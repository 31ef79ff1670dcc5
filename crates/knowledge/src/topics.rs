//! Topic keys derived from a spread and its reasoning result.

use arcana_core::{CardInPosition, ReasoningResult, SpreadLayout, slugify};

/// Ordered, duplicate-free topic keys.
///
/// Card keys come first (most specific), then suits, the major-arcana and
/// reversal keys, positions, the narrative pattern, and the spread itself.
pub fn topic_keys(
    cards: &[CardInPosition],
    reasoning: &ReasoningResult,
    layout: Option<&SpreadLayout>,
) -> Vec<String> {
    let mut keys: Vec<String> = Vec::new();
    let mut push = |key: String| {
        if !keys.contains(&key) {
            keys.push(key);
        }
    };

    for card in cards {
        push(format!("card:{}", card.card_slug()));
    }
    for card in cards {
        if let Some(suit) = card.suit() {
            push(format!("suit:{suit}"));
        }
    }
    if cards.iter().any(CardInPosition::is_major) {
        push("major-arcana".to_string());
    }
    if cards.iter().any(CardInPosition::is_reversed) {
        push("reversed".to_string());
    }
    for card in cards {
        push(format!("position:{}", slugify(card.position())));
    }
    if !cards.is_empty() {
        push(format!("pattern:{}", reasoning.narrative_pattern.as_str()));
    }
    if let Some(layout) = layout {
        push(format!("spread:{}", layout.key));
    }

    keys
}
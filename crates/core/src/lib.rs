//! # Arcana Core
//!
//! Domain types, catalogs, and error definitions for the Arcana reading
//! pipeline. This crate has **no I/O**; it defines the domain model that
//! the reasoning, knowledge, and assembler crates work against.
//!
//! ## Contents
//!
//! - The 78-card deck and the validated Card-in-Position value
//! - Spread layouts as data records (positions, pivot default, key tensions)
//! - Reasoning result, knowledge passage, and budget section types
//! - The error taxonomy shared by every crate

pub mod budget;
pub mod card;
pub mod error;
pub mod knowledge;
pub mod reasoning;
pub mod request;
pub mod spread;

// Re-export key types at crate root for ergonomics
pub use budget::{Block, BudgetSection, Style, TokenBudget};
pub use card::{Card, CardInPosition, Deck, Element, Suit, slugify};
pub use error::{BudgetError, CorpusError, Error, InputError, Result};
pub use knowledge::KnowledgePassage;
pub use reasoning::{
    ArcDirection, EmotionalArc, Emphasis, IntentKind, NarrativePattern, Pivot, PositionEmphasis,
    QuestionIntent, ReasoningResult, Tension, TensionKind, ToneBias,
};
pub use request::{DrawnCard, ReadingRequest};
pub use spread::SpreadLayout;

^^^^

◆ Goal of the exercise
The full listing above should be transcribed exactly.

◆ Solution to the exercise
repository 31ef79ff1670dcc5
filename crates/knowledge/src/topics.rs
//! Topic keys derived from a spread and its reasoning result.

use arcana_core::{CardInPosition, ReasoningResult, SpreadLayout, slugify};

/// Ordered, duplicate-free topic keys.
///
/// Card keys come first (most specific), then suits, the major-arcana and
/// reversal keys, positions, the narrative pattern, and the spread itself.
pub fn topic_keys(
    cards: &[CardInPosition],
    reasoning: &ReasoningResult,
    layout: Option<&SpreadLayout>,
) -> Vec<String> {
    let mut keys: Vec<String> = Vec::new();
    let mut push = |key: String| {
        if !keys.contains(&key) {
            keys.push(key);
        }
    };

    for card in cards {
        push(format!("card:{}", card.card_slug()));
    }
    for card in cards {
        if let Some(suit) = card.suit() {
            push(format!("suit:{suit}"));
        }
    }
    if cards.iter().any(CardInPosition::is_major) {
        push("major-arcana".to_string());
    }
    if cards.iter().any(CardInPosition::is_reversed) {
        push("reversed".to_string());
    }
    for card in cards {
        push(format!("position:{}", slugify(card.position())));
    }
    if !cards.is_empty() {
        push(format!("pattern:{}", reasoning.narrative_pattern.as_str()));
    }
    if let Some(layout) = layout {
        push(format!("spread:{}", layout.key));
    }

    keys
}
filename crates/core/src/lib.rs
//! # Arcana Core
//!
//! Domain types, catalogs, and error definitions for the Arcana reading
//! pipeline. This crate has **no I/O**; it defines the domain model that
//! the reasoning, knowledge, and assembler crates work against.
//!
//! ## Contents
//!
//! - The 78-card deck and the validated Card-in-Position value
//! - Spread layouts as data records (positions, pivot default, key tensions)
//! - Reasoning result, knowledge passage, and budget section types
//! - The error taxonomy shared by every crate

pub mod budget;
pub mod card;
pub mod error;
pub mod knowledge;
pub mod reasoning;
pub mod request;
pub mod spread;

// Re-export key types at crate root for ergonomics
pub use budget::{Block, BudgetSection, Style, TokenBudget};
pub use card::{Card, CardInPosition, Deck, Element, Suit, slugify};
pub use error::{BudgetError, CorpusError, Error, InputError, Result};
pub use knowledge::KnowledgePassage;
pub use reasoning::{
    ArcDirection, EmotionalArc, Emphasis, IntentKind, NarrativePattern, Pivot, PositionEmphasis,
    QuestionIntent, ReasoningResult, Tension, TensionKind, ToneBias,
};
pub use request::{DrawnCard, ReadingRequest};
pub use spread::SpreadLayout;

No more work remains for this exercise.